### Exercise instructions
Will you return, word for word, only the lines from the top of the data below down to and including the one with "#[derive(Debug, Clone, Copy, PartialEq)]"?

_ _ _ _

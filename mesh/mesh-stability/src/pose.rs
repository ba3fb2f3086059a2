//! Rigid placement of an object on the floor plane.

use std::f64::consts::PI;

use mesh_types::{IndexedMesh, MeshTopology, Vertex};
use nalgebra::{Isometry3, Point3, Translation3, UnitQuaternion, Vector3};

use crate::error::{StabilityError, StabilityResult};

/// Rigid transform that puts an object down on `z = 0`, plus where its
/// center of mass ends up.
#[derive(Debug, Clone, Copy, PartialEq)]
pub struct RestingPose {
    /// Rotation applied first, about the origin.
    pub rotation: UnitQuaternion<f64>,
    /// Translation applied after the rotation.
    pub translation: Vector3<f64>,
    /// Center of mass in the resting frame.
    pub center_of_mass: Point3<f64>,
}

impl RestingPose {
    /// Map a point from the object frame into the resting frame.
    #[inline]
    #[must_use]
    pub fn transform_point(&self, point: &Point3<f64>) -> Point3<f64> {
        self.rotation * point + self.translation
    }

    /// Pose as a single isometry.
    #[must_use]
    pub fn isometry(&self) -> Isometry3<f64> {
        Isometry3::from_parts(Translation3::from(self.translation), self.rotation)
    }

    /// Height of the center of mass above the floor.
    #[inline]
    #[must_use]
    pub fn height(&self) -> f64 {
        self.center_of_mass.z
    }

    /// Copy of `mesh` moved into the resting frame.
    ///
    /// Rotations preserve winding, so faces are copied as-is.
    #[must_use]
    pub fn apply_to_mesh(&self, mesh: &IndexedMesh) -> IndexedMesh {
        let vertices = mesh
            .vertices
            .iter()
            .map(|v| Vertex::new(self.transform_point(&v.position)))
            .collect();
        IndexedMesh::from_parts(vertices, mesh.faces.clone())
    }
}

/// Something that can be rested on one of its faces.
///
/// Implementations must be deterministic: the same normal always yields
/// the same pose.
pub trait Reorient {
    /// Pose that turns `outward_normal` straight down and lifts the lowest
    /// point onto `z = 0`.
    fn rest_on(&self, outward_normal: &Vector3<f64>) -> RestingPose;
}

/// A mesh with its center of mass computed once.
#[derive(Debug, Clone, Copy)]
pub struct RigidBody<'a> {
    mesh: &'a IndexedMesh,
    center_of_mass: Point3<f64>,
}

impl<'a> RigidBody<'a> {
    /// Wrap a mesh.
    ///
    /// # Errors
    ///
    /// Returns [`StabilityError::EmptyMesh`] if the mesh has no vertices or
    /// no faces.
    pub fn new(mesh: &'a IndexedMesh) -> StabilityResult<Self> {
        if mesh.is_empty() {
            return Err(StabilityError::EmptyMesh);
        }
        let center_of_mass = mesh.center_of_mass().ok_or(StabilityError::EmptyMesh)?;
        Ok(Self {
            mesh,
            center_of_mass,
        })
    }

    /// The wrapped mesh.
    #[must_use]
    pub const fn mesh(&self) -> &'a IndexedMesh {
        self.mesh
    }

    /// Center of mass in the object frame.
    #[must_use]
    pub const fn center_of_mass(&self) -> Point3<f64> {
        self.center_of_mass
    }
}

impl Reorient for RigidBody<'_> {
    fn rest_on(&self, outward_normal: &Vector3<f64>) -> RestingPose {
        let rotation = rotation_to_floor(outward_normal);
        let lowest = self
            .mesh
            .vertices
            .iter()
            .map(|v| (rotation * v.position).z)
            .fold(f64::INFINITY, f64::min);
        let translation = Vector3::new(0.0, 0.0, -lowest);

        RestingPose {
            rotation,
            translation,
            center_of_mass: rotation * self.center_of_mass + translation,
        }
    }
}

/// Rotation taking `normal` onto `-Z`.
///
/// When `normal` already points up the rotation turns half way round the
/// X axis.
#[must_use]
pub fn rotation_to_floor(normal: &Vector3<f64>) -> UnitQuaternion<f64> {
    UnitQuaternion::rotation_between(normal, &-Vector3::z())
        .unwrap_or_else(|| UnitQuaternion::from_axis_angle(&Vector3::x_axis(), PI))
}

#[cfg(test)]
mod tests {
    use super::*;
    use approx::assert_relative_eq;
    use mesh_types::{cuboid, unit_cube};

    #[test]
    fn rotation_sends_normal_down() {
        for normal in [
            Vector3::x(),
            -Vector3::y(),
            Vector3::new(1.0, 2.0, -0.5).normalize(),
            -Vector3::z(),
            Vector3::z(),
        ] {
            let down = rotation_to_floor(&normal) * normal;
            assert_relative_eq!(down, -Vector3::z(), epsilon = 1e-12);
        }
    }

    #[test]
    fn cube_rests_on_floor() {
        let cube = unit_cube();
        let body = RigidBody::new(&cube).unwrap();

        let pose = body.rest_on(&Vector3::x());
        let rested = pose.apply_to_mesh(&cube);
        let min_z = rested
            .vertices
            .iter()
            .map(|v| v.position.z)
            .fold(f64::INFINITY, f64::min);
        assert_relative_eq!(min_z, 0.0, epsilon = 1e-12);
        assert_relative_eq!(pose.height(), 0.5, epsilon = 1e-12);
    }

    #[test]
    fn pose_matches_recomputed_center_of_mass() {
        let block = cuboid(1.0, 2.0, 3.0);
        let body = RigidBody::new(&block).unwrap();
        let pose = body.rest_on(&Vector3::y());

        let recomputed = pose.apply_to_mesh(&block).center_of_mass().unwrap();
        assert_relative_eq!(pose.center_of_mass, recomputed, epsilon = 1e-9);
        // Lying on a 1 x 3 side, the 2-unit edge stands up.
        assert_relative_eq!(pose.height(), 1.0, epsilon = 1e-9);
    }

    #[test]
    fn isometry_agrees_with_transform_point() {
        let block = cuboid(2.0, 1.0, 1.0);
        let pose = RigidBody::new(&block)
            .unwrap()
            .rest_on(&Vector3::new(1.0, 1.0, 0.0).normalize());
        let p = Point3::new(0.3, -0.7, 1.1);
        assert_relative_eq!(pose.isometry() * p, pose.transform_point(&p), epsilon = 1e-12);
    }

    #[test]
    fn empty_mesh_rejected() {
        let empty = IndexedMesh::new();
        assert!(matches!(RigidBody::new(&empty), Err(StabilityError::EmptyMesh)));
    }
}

_ _ _ _

### Task response
filename mesh/mesh-stability/src/pose.rs
repository ba3fb2f3086059a2
//! Rigid placement of an object on the floor plane.

use std::f64::consts::PI;

use mesh_types::{IndexedMesh, MeshTopology, Vertex};
use nalgebra::{Isometry3, Point3, Translation3, UnitQuaternion, Vector3};

use crate::error::{StabilityError, StabilityResult};

/// Rigid transform that puts an object down on `z = 0`, plus where its
/// center of mass ends up.
#[derive(Debug, Clone, Copy, PartialEq)]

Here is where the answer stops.